Civil and Human Rights

Township of Mt. Holly v. Mt. Holly Gardens Citizens in Action

At issue in Township of Mt. Holly v. Mt. Holly Gardens Citizens in Action was whether housing practices and policies that have a disparate impact on minorities were a violation of the Fair Housing Act of 1968, legislation enacted to combat discrimination in both rental and home ownership markets.

Case Summary

Current and former residents of Mt. Holly Gardens challenged a redevelopment plan by Mt. Holly Township, New Jersey, as a violation of Section 804(a) of the Fair Housing Act. After the U.S. Court of Appeals for the Third Circuit overturned a lower court ruling that had failed to properly evaluate the Gardens residents’ evidence of disparate impact and remanded the case to the trial court for further proceedings, the Supreme Court granted review.

In 2003, Mt. Holly Township, New Jersey proposed to demolish all of the homes in Mt. Holly Gardens, the Township’s only predominantly African-American and Hispanic neighborhood, and to develop in its place a community of significantly more expensive housing units. The majority of Gardens’ homeowners were long-time residents of the neighborhood, in many cases having paid off their mortgages and made plans to pass their homes on to their children. While the Gardens residents were almost all classified as either “very low” or “extremely low” income under federal standards, these residents fought successfully to achieve homeownership; the Gardens had among the highest rate of minority homeownership in Burlington County. However, if the Township proceeded with its so-called redevelopment plan, residents faced losing their homeownership and, unable to afford to live in the planned “Villages at Parker’s Mill” development, would likely have been relocated away from their neighborhood.

On October 28, 2013, CAC filed an amicus curiae brief in the Supreme Court in support of the residents of Mt. Holly Gardens. Our brief demonstrated that the text and history of the Fourteenth Amendment establish that Congress has the authority to prohibit laws and practices that result in racial discrimination in order to realize the Fourteenth Amendment’s guarantee of equality, a power that Supreme Court cases have long affirmed. Indeed, contemporaneous with the passage of the Fourteenth Amendment, the Reconstruction-era Congress enacted measures that, like today’s disparate impact provisions, protected against practices—fair in form but discriminatory in result—that would have operated to deny African Americans important rights and benefits. As we detailed in our brief, among the very first civil rights laws enacted by the Reconstruction Congress were laws targeting not just explicit racial classifications, but also neutrally-worded, generally applicable laws that were used to deny basic civil rights to African Americans.

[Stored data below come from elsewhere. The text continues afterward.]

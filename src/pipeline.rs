//! One render cycle: parse → aggregate → classify → compose.
//!
//! Every trigger (upload, selection change, toggle) runs the whole cycle over
//! the current inputs. The delivery and orders datasets fail independently: a
//! broken orders upload never blocks the choropleth.

use crate::aggregate::{
    aggregate_deliveries, aggregate_volume, distinct_origins, DeliverySummary, Selection, VolumeSummary,
};
use crate::catalog::GeoShapeCatalog;
use crate::compose::{MapComposer, MapView, Scene};
use crate::dataset::{parse_deliveries, parse_orders};
use crate::error::{DatasetError, PipelineWarning};
use crate::models::RegionId;
use serde::Serialize;
use tracing::{info, warn};

/// Current inputs of the map
#[derive(Debug, Clone)]
pub struct RenderRequest<'a> {
    pub delivery_csv: &'a [u8],
    pub orders_csv: Option<&'a [u8]>,
    /// Requested origins; `None` selects every origin
    pub selection: Option<Vec<RegionId>>,
    pub show_orders: bool,
}

impl<'a> RenderRequest<'a> {
    pub fn new(delivery_csv: &'a [u8]) -> Self {
        Self {
            delivery_csv,
            orders_csv: None,
            selection: None,
            show_orders: true,
        }
    }
}

/// Everything a rendering surface needs after one cycle
#[derive(Debug, Clone, Serialize)]
pub struct RenderCycle {
    /// `None` iff the delivery dataset was rejected
    pub scene: Option<Scene>,
    pub origins: Vec<RegionId>,
    pub selection: Selection,
    pub delivery_summary: DeliverySummary,
    /// Present whenever an orders dataset parsed, even if its layer is hidden
    pub volume_summary: Option<VolumeSummary>,
    pub delivery_error: Option<DatasetError>,
    pub orders_error: Option<DatasetError>,
    pub warnings: Vec<PipelineWarning>,
}

impl RenderCycle {
    fn rejected(error: DatasetError) -> Self {
        Self {
            scene: None,
            origins: Vec::new(),
            selection: Selection::default(),
            delivery_summary: DeliverySummary::new(),
            volume_summary: None,
            delivery_error: Some(error),
            orders_error: None,
            warnings: Vec::new(),
        }
    }
}

pub fn run(catalog: &GeoShapeCatalog, view: MapView, request: &RenderRequest<'_>) -> RenderCycle {
    let shipments = match parse_deliveries(request.delivery_csv) {
        Ok(records) => records,
        Err(e) => {
            warn!("Delivery dataset rejected: {}", e);
            return RenderCycle::rejected(e);
        }
    };

    let origins = distinct_origins(&shipments);
    let mut warnings = Vec::new();

    let selection = match &request.selection {
        None => Selection::all(&origins),
        Some(requested) => {
            let (selection, unknown) = Selection::restrict(&origins, requested);
            for region in unknown {
                warn!("Selected warehouse '{}' not in delivery data", region);
                warnings.push(PipelineWarning::UnknownOrigin { region });
            }
            selection
        }
    };

    let delivery_summary = aggregate_deliveries(&shipments, &selection);
    info!(
        "Aggregated {} shipments from {}/{} warehouses into {} destinations",
        shipments.len(),
        selection.len(),
        origins.len(),
        delivery_summary.len()
    );

    let (volume_summary, orders_error) = match request.orders_csv.map(parse_orders) {
        None => (None, None),
        Some(Ok(orders)) => {
            let volume = aggregate_volume(&orders, &selection);
            info!("Order volume computed for {} destinations", volume.len());
            (Some(volume), None)
        }
        Some(Err(e)) => {
            warn!("Orders dataset rejected: {}", e);
            (None, Some(e))
        }
    };

    let overlay = volume_summary.as_ref().filter(|_| request.show_orders);
    let composer = MapComposer::new(catalog, view);
    let (scene, compose_warnings) = composer.compose(&delivery_summary, &origins, &selection, overlay);
    warnings.extend(compose_warnings);

    RenderCycle {
        scene: Some(scene),
        origins,
        selection,
        delivery_summary,
        volume_summary,
        delivery_error: None,
        orders_error,
        warnings,
    }
}

#[cfg(test)]
mod tests {
    use super::*;
    use crate::catalog::tests::sample_catalog;
    use crate::classify::Category;
    use crate::compose::MarkerState;

    const STATES: &[&str] = &["California", "New York", "Texas", "Ohio", "Puerto Rico"];

    const DELIVERY: &str = "state_from,state_to,time_dalivery\n\
        California,New York,2\n\
        Texas,New York,5\n\
        California,Texas,4\n";

    fn category_of(scene: &Scene, name: &str) -> Category {
        scene.regions.iter().find(|r| r.name == name).unwrap().category
    }

    #[test]
    fn test_end_to_end_minimum_lead_times() {
        let catalog = sample_catalog(STATES);
        let mut request = RenderRequest::new(DELIVERY.as_bytes());
        request.selection = Some(vec!["California".into(), "Texas".into()]);

        let cycle = run(&catalog, MapView::default(), &request);
        let expected: DeliverySummary =
            [("New York".to_string(), 2), ("Texas".to_string(), 4)].into_iter().collect();
        assert_eq!(cycle.delivery_summary, expected);
        assert!(cycle.warnings.is_empty());

        let scene = cycle.scene.unwrap();
        assert_eq!(category_of(&scene, "New York"), Category::Fastest);
        assert_eq!(category_of(&scene, "Texas"), Category::Medium);
        for name in ["California", "Ohio", "Puerto Rico"] {
            assert_eq!(category_of(&scene, name), Category::NoData);
            let region = scene.regions.iter().find(|r| r.name == name).unwrap();
            assert_eq!(region.style.fill_color, "white");
        }
    }

    #[test]
    fn test_schema_violation_produces_no_map() {
        let catalog = sample_catalog(STATES);
        let csv = "state_from,state_to\nCalifornia,New York\n";
        let cycle = run(&catalog, MapView::default(), &RenderRequest::new(csv.as_bytes()));

        assert!(cycle.scene.is_none());
        assert!(cycle.delivery_summary.is_empty());
        assert!(matches!(cycle.delivery_error, Some(DatasetError::Schema { .. })));
    }

    #[test]
    fn test_unmapped_origin_warns_and_still_renders() {
        let catalog = sample_catalog(STATES);
        let csv = format!("{}Puerto Rico,Ohio,7\n", DELIVERY);
        let cycle = run(&catalog, MapView::default(), &RenderRequest::new(csv.as_bytes()));

        assert_eq!(
            cycle.warnings,
            vec![PipelineWarning::UnmappedOrigin { region: "Puerto Rico".into() }]
        );
        let scene = cycle.scene.unwrap();
        assert_eq!(scene.regions.len(), STATES.len());
        assert_eq!(category_of(&scene, "Ohio"), Category::Slowest);
        assert!(scene.origin_markers.iter().all(|m| m.region != "Puerto Rico"));
        assert_eq!(scene.origin_markers.len(), 2);
    }

    #[test]
    fn test_empty_selection_blank_map() {
        let catalog = sample_catalog(STATES);
        let orders = "state_from,state_to,count_deliv\nTexas,Ohio,300\n";
        let request = RenderRequest {
            delivery_csv: DELIVERY.as_bytes(),
            orders_csv: Some(orders.as_bytes()),
            selection: Some(Vec::new()),
            show_orders: true,
        };

        let cycle = run(&catalog, MapView::default(), &request);
        assert!(cycle.delivery_summary.is_empty());
        assert_eq!(cycle.volume_summary, Some(VolumeSummary::new()));

        let scene = cycle.scene.unwrap();
        assert!(scene.regions.iter().all(|r| r.category == Category::NoData));
        assert!(scene.origin_markers.iter().all(|m| m.state == MarkerState::Excluded));
        assert!(scene.volume_layer.is_none());
    }

    #[test]
    fn test_broken_orders_do_not_block_choropleth() {
        let catalog = sample_catalog(STATES);
        let mut request = RenderRequest::new(DELIVERY.as_bytes());
        request.orders_csv = Some("state_from,state_to,count\nTexas,Ohio,3\n".as_bytes());

        let cycle = run(&catalog, MapView::default(), &request);
        assert!(matches!(cycle.orders_error, Some(DatasetError::Schema { .. })));
        assert!(cycle.volume_summary.is_none());
        let scene = cycle.scene.unwrap();
        assert_eq!(category_of(&scene, "New York"), Category::Fastest);
        assert!(scene.volume_layer.is_none());
    }

    #[test]
    fn test_order_layer_toggle() {
        let catalog = sample_catalog(STATES);
        let orders = "state_from,state_to,count_deliv\nTexas,Ohio,300\nCalifornia,Ohio,450\nTexas,Puerto Rico,20\n";
        let mut request = RenderRequest::new(DELIVERY.as_bytes());
        request.orders_csv = Some(orders.as_bytes());

        let shown = run(&catalog, MapView::default(), &request);
        let layer = shown.scene.as_ref().unwrap().volume_layer.as_ref().unwrap();
        assert_eq!(layer.markers.len(), 1);
        assert_eq!(layer.markers[0].count, 750);
        assert_eq!(layer.markers[0].radius, 20);
        assert!(shown.scene.as_ref().unwrap().layer_control);
        // Puerto Rico is summed even though it gets no marker
        assert_eq!(shown.volume_summary.as_ref().unwrap().get("Puerto Rico"), Some(&20));

        request.show_orders = false;
        let hidden = run(&catalog, MapView::default(), &request);
        assert!(hidden.scene.unwrap().volume_layer.is_none());
        assert_eq!(hidden.volume_summary, shown.volume_summary);
    }

    #[test]
    fn test_unknown_selection_entries_reported() {
        let catalog = sample_catalog(STATES);
        let mut request = RenderRequest::new(DELIVERY.as_bytes());
        request.selection = Some(vec!["Texas".into(), "Oregon".into()]);

        let cycle = run(&catalog, MapView::default(), &request);
        assert_eq!(cycle.selection.len(), 1);
        assert_eq!(cycle.delivery_summary.get("New York"), Some(&5));
        assert_eq!(cycle.warnings, vec![PipelineWarning::UnknownOrigin { region: "Oregon".into() }]);
    }

    #[test]
    fn test_rerun_is_byte_identical() {
        let catalog = sample_catalog(STATES);
        let orders = "state_from,state_to,count_deliv\nTexas,Ohio,300\nCalifornia,New York,1200\n";
        let mut request = RenderRequest::new(DELIVERY.as_bytes());
        request.orders_csv = Some(orders.as_bytes());

        let first = serde_json::to_string(&run(&catalog, MapView::default(), &request)).unwrap();
        let second = serde_json::to_string(&run(&catalog, MapView::default(), &request)).unwrap();
        assert_eq!(first, second);
    }
}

The Reconstruction Framers’ overriding concern was to ensure the Constitution’s promise of equality was actually enjoyed by all persons regardless of race. The Township’s argument that any consideration of race by government, even to ensure that its acts do not lead to racial discrimination, could not be squared with the Constitution’s text and history. Accordingly, our brief urged the Court to reject claims by the Township and its allies that interpreting the FHA to protect against unjustified disparate impact raises constitutional problems under the Equal Protection Clause.

On November 13, 2013, weeks prior to scheduled oral argument, the Township settled the case by agreeing to compensate Gardens residents who wanted to leave and provide new homes for those who wanted to stay. The Supreme Court subsequently dismissed the case. The settlement allows the Mt. Holly development to proceed, and averted a potentially damaging ruling by the Court’s conservative majority against important federal civil rights protections.